- 工業簿記を勉強していると労務費のところで直接工とか間接工が出てきたんだけど……
- 直接工の消費賃金の考え方が分からない
- 直接工の賃金について教えて!
直接工の消費賃金の計算式や実際消費賃率の計算式が覚えられなくて困っている人が非常に多いです。
私は簿記通信講座を2012年から運営してきて数百名の合格者をこれまでに送り出させていただきました。もちろん直接工の消費賃金についても熟知しています。
この記事では直接工の消費賃金の計算式や実際消費賃率の計算式の考え方をわかりやすく解説します。

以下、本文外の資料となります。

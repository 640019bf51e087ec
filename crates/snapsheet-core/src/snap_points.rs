//! Snap point derivation and the current snap index.

use crate::gesture_constants::DEFAULT_PEEK_HEIGHT;
use smallvec::{smallvec, SmallVec};
use std::iter;

/// Ordered snap heights, smallest (closed) first and fully open last.
pub type SnapPointSet = SmallVec<[f32; 4]>;

/// Viewport measurements used to derive the bottom safe-area inset.
#[derive(Clone, Copy, Debug, Default, PartialEq)]
pub struct Viewport {
    /// Height of the whole window, including browser or system chrome
    /// overlaying the bottom edge.
    pub window_height: f32,
    /// Height of the laid-out document area.
    pub document_height: f32,
}

impl Viewport {
    pub const fn new(window_height: f32, document_height: f32) -> Self {
        Self {
            window_height,
            document_height,
        }
    }

    /// Bottom inset hidden behind chrome, never negative.
    pub fn safe_area_bottom(&self) -> f32 {
        (self.window_height - self.document_height).max(0.0)
    }
}

/// Single owner of the sheet's resting heights and of which one is current.
///
/// The snap set is re-derived whenever the content height or the caller's
/// base snap points change. Content is never clipped: a caller maximum below
/// the content height is replaced by the content height. With no caller
/// points the set is `[safe_area_bottom + 60, content_height]`.
///
/// Before the first content measurement the set is empty; every lookup
/// returns `None` until then.
#[derive(Clone, Debug, Default)]
pub struct SnapPointManager {
    base: Option<SnapPointSet>,
    viewport: Viewport,
    content_height: Option<f32>,
    snap_points: SnapPointSet,
    current: usize,
    revision: u64,
}

impl SnapPointManager {
    /// Creates a manager with optional caller-supplied snap points, in any
    /// order.
    pub fn new(base: Option<Vec<f32>>) -> Self {
        Self {
            base: base.map(SnapPointSet::from_vec),
            ..Self::default()
        }
    }

    pub fn with_viewport(mut self, viewport: Viewport) -> Self {
        self.viewport = viewport;
        self
    }

    /// Records a new content measurement.
    ///
    /// Returns `false` without touching anything when the height is
    /// unchanged. Otherwise the set is re-derived and the index collapses to
    /// 0, unless the sheet was fully open (or resting exactly at the content
    /// height), in which case it stays pinned to the new last index.
    pub fn update_content_height(&mut self, height: f32) -> bool {
        if self.content_height == Some(height) {
            return false;
        }

        let was_open = !self.snap_points.is_empty() && self.current == self.snap_points.len() - 1;
        self.content_height = Some(height);
        self.recompute();

        let pinned = was_open || self.snap_points.get(self.current) == Some(&height);
        self.current = if pinned {
            self.snap_points.len().saturating_sub(1)
        } else {
            0
        };

        log::debug!(
            "content height {height}: snap points {:?}, current {}",
            self.snap_points.as_slice(),
            self.current
        );
        true
    }

    /// Replaces the caller-supplied snap points and collapses to index 0.
    pub fn set_base_snap_points(&mut self, base: Option<Vec<f32>>) {
        self.base = base.map(SnapPointSet::from_vec);
        if self.content_height.is_some() {
            self.recompute();
        }
        self.current = 0;
    }

    /// Records new viewport measurements.
    ///
    /// Only the default scheme depends on the viewport; when it is active the
    /// set is re-derived keeping the current index. Returns whether the set
    /// changed.
    pub fn update_viewport(&mut self, viewport: Viewport) -> bool {
        if self.viewport == viewport {
            return false;
        }
        let previous_inset = self.viewport.safe_area_bottom();
        self.viewport = viewport;

        if self.base.is_some()
            || self.content_height.is_none()
            || previous_inset == viewport.safe_area_bottom()
        {
            return false;
        }

        self.recompute();
        self.current = self.current.min(self.snap_points.len().saturating_sub(1));
        true
    }

    /// Current ordered snap heights.
    pub fn snap_points(&self) -> &[f32] {
        &self.snap_points
    }

    pub fn len(&self) -> usize {
        self.snap_points.len()
    }

    pub fn is_empty(&self) -> bool {
        self.snap_points.is_empty()
    }

    pub fn snap_height(&self, index: usize) -> Option<f32> {
        self.snap_points.get(index).copied()
    }

    pub fn current_snap(&self) -> usize {
        self.current
    }

    pub fn current_height(&self) -> Option<f32> {
        self.snap_height(self.current)
    }

    /// Moves to `index` if it addresses a snap point. Out-of-range requests
    /// are ignored and return `false`.
    pub fn set_current_snap(&mut self, index: usize) -> bool {
        if index < self.snap_points.len() {
            self.current = index;
            true
        } else {
            log::trace!(
                "ignoring snap index {index}, {} snap points",
                self.snap_points.len()
            );
            false
        }
    }

    /// Last measured content height, 0 before the first measurement.
    pub fn content_height(&self) -> f32 {
        self.content_height.unwrap_or(0.0)
    }

    pub fn viewport(&self) -> Viewport {
        self.viewport
    }

    /// `(lowest, highest)` snap height, or `None` while the set is empty.
    pub fn bounds(&self) -> Option<(f32, f32)> {
        match (self.snap_points.first(), self.snap_points.last()) {
            (Some(lo), Some(hi)) => Some((*lo, *hi)),
            _ => None,
        }
    }

    /// Incremented every time the set is re-derived.
    pub fn revision(&self) -> u64 {
        self.revision
    }

    fn recompute(&mut self) {
        let content = self.content_height();
        let mut points: SnapPointSet = match &self.base {
            Some(base) => {
                let max = base.iter().copied().fold(f32::NEG_INFINITY, f32::max);
                if content > max {
                    base.iter()
                        .copied()
                        .filter(|point| *point != max)
                        .chain(iter::once(content))
                        .collect()
                } else {
                    base.clone()
                }
            }
            None => smallvec![self.viewport.safe_area_bottom() + DEFAULT_PEEK_HEIGHT, content],
        };
        points.sort_by(f32::total_cmp);
        self.snap_points = points;
        self.revision += 1;
    }
}

#[cfg(test)]
#[path = "tests/snap_points_tests.rs"]
mod tests;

この記事を読めば直接工の消費賃金の計算式や実際消費賃率の計算式についてよく理解できるので、直接工の消費賃金の計算式や実際消費賃率の計算式の問題が簿記2級で出題されても自信を持って解答することができます。
結論を一言で言うと、「消費賃金=就業時間×消費賃率」「実際消費賃率=(基本給+加給金)÷総就業時間」です。実際消費賃率の計算式に諸手当を含まないという点を理解しておくことが大切です。
直接工の消費賃金=就業時間×消費賃率
消費賃金(労務費)を計算するときには、直接作業に従事する直接工と直接作業に従事しない間接工に分けて計算する必要があります。この記事は直接工についての内容についてです。
消費賃金は次の計算式で計算を行います。
消費賃金=就業時間×消費賃率
実際消費賃率は直接作業に関する賃金を総就業時間で割って求めます。直接作業に関する賃金は基本給と加給金なので、次のような式になります。
実際消費賃率=(基本給+加給金)÷総就業時間
実際消費賃率を求める式には直接作業に関係なく支払われる諸手当は入っていないという点を意識してください。
就業時間:従業員が業務についた時間
就業時間とは従業員が業務についた時間です。
直接工の就業時間の場合は特定商品との関係が明確な時間である「直接作業時間」と特定商品との関係が明確ではない時間である「直接作業時間以外」に分けられます。
実際消費賃率に「直接作業時間」をかけたものが直接労務費、「直接作業時間以外」をかけたものが間接労務費となります。次の式が成り立ちます。
- 直接労務費=「消費賃率」×「直接作業時間」
- 間接労務費=「消費賃率」×「直接作業時間以外」
今回4つの計算式が出てきましたが、この計算式は暗記するものではありません。
しかし、「なぜ実際消費賃率を求める場合に諸手当は含まれないのか」など、この計算式が成り立つ理由をきちんと理解しておかなければ暗記せざるをえなくなります。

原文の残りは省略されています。